En 1596, ce qui peut être considéré comme le premier traité italien d’obstétrique et Gynécologie a été publié : La comare o raccoglitrice, par Scipione Mercurio (1540-1615), un élève d’Aranzio.

Cependant, les progrès des études obstétricales n’ont pas été accompagnés de progrès dans l’assistance à l’accouchement ; pour des raisons de pudeur, l’assistance obstétricale est restée pendant de nombreuses années le privilège exclusif des femmes.

L’art de l’obstétrique était pratiqué par des sages-femmes, souvent des femmes d’âge mûr ou des veuves ayant une expérience pratique de l’accouchement mais aucune connaissance théorique.

Au XVIe siècle, la France aura la primauté dans le domaine des sages-femmes. Il convient de mentionner Ambroise Paré (1517-1590), célèbre barbier-chirurgien, et Louyse Bourgeois, (1563-1666), élève de Paré et sage-femme de Marie de Médicis, formés non seulement à la pratique mais aussi à la science de l’assistance à l’accouchement.

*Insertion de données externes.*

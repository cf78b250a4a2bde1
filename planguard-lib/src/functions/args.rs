use crate::Result;
use crate::expr::value::type_name;
use cel_interpreter::Value;
use cel_interpreter::objects::Map;
use chrono::{DateTime, FixedOffset};
use ohno::{app_err, bail};

/// Typed access to the arguments of a built-in function call.
///
/// Argument positions in error messages are 1-based.
#[derive(Debug, Clone, Copy)]
pub struct Args<'a> {
    values: &'a [Value],
}

impl<'a> Args<'a> {
    /// Require exactly `count` arguments.
    pub fn exact(values: &'a [Value], count: usize) -> Result<Self> {
        Self::between(values, count, count)
    }

    /// Require between `min` and `max` arguments, inclusive.
    pub fn between(values: &'a [Value], min: usize, max: usize) -> Result<Self> {
        let got = values.len();
        if got < min || got > max {
            if min == max {
                bail!("expected {min} argument(s), got {got}");
            }
            bail!("expected between {min} and {max} arguments, got {got}");
        }
        Ok(Self { values })
    }

    /// Require at least `min` arguments.
    pub fn at_least(values: &'a [Value], min: usize) -> Result<Self> {
        if values.len() < min {
            bail!("expected at least {min} argument(s), got {}", values.len());
        }
        Ok(Self { values })
    }

    #[must_use]
    pub const fn len(&self) -> usize {
        self.values.len()
    }

    #[must_use]
    pub const fn is_empty(&self) -> bool {
        self.values.is_empty()
    }

    #[must_use]
    pub const fn all(&self) -> &'a [Value] {
        self.values
    }

    pub fn value(&self, index: usize) -> Result<&'a Value> {
        self.values
            .get(index)
            .ok_or_else(|| app_err!("missing argument {}", index + 1))
    }

    pub fn string(&self, index: usize) -> Result<&'a str> {
        match self.value(index)? {
            Value::String(s) => Ok(s.as_str()),
            other => Err(mismatch(index, "string", other)),
        }
    }

    /// An integer argument. Doubles with no fractional part are accepted.
    pub fn int(&self, index: usize) -> Result<i64> {
        match self.value(index)? {
            Value::Int(i) => Ok(*i),
            Value::UInt(u) => i64::try_from(*u).map_err(|e| app_err!("argument {} is out of range: {e}", index + 1)),
            #[expect(clippy::cast_possible_truncation, reason = "range and integrality are checked first")]
            Value::Float(f) if f.fract() == 0.0 && f.abs() < 9.0e15 => Ok(*f as i64),
            other => Err(mismatch(index, "int", other)),
        }
    }

    pub fn number(&self, index: usize) -> Result<f64> {
        match self.value(index)? {
            #[expect(clippy::cast_precision_loss, reason = "matches numeric promotion rules")]
            Value::Int(i) => Ok(*i as f64),
            #[expect(clippy::cast_precision_loss, reason = "matches numeric promotion rules")]
            Value::UInt(u) => Ok(*u as f64),
            Value::Float(f) => Ok(*f),
            other => Err(mismatch(index, "number", other)),
        }
    }

    pub fn list(&self, index: usize) -> Result<&'a [Value]> {
        match self.value(index)? {
            Value::List(items) => Ok(items.as_slice()),
            other => Err(mismatch(index, "list", other)),
        }
    }

    pub fn map(&self, index: usize) -> Result<&'a Map> {
        match self.value(index)? {
            Value::Map(map) => Ok(map),
            other => Err(mismatch(index, "map", other)),
        }
    }

    /// A timestamp argument, given either as a CEL timestamp or an RFC 3339 string.
    pub fn timestamp(&self, index: usize) -> Result<DateTime<FixedOffset>> {
        match self.value(index)? {
            Value::Timestamp(ts) => Ok(*ts),
            Value::String(s) => {
                DateTime::parse_from_rfc3339(s).map_err(|e| app_err!("argument {} is not an RFC 3339 timestamp '{s}': {e}", index + 1))
            }
            other => Err(mismatch(index, "timestamp", other)),
        }
    }
}

fn mismatch(index: usize, expected: &str, got: &Value) -> ohno::AppError {
    app_err!("argument {} must be a {expected}, got {}", index + 1, type_name(got))
}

À Paris, avec l’affirmation de l’obstétrique grâce à Françoise Moriceau (1637-1709), la première chirurgienne à pratiquer exclusivement l’obstétrique, à l’Hôtel Dieu au XVIIe siècle et pendant tout le XVIIIe siècle, cette discipline passa de plus en plus entre les mains des chirurgiens obstétriciens, l’homme entra dans la pratique professionnelle, fournissant pour inventer et tester des instruments chirurgicaux, tels que les forceps, pour aider les femmes dans les accouchements difficiles, surmontant avec la technicité la capacité pratique de la sage-femme.

Le siècle des Lumières n’est pas étranger à ces interventions : avec sa revalorisation de la personne humaine, il a balayé les préjugés et les coutumes traditionnelles qui empêchaient la main masculine d’intervenir lors de l’accouchement.

L’intervention masculine dans les opérations d’accouchement (avec la figure de l’accoucheur), née en France dans la bourgeoisie et la noblesse, s’est rapidement répandue en Allemagne, en Italie, en Hollande, en Suède et en Angleterre.

En Europe, au XVIIIe siècle, l’accouchement, qui était jusque-là un problème pour les femmes, est devenu, en raison de l’évolution des besoins politiques qui exigeaient une meilleure protection de la santé, un objet d’intérêt pour les souverains. Il est nécessaire de dispenser une formation adéquate aux sages-femmes et aux obstétriciens et de créer des écoles pour transmettre les connaissances nécessaires à l’art des sages-femmes, pour faire face aux décès de femmes et d’enfants pendant l’accouchement et pour mettre un frein à la pratique abusive de la profession de sage-femme. Au cours de ce siècle, la primauté de la profession de sage-femme est contestée par la France, qui privilégie le côté opérationnel, et l’Angleterre, dont l’orientation est moins interventionniste.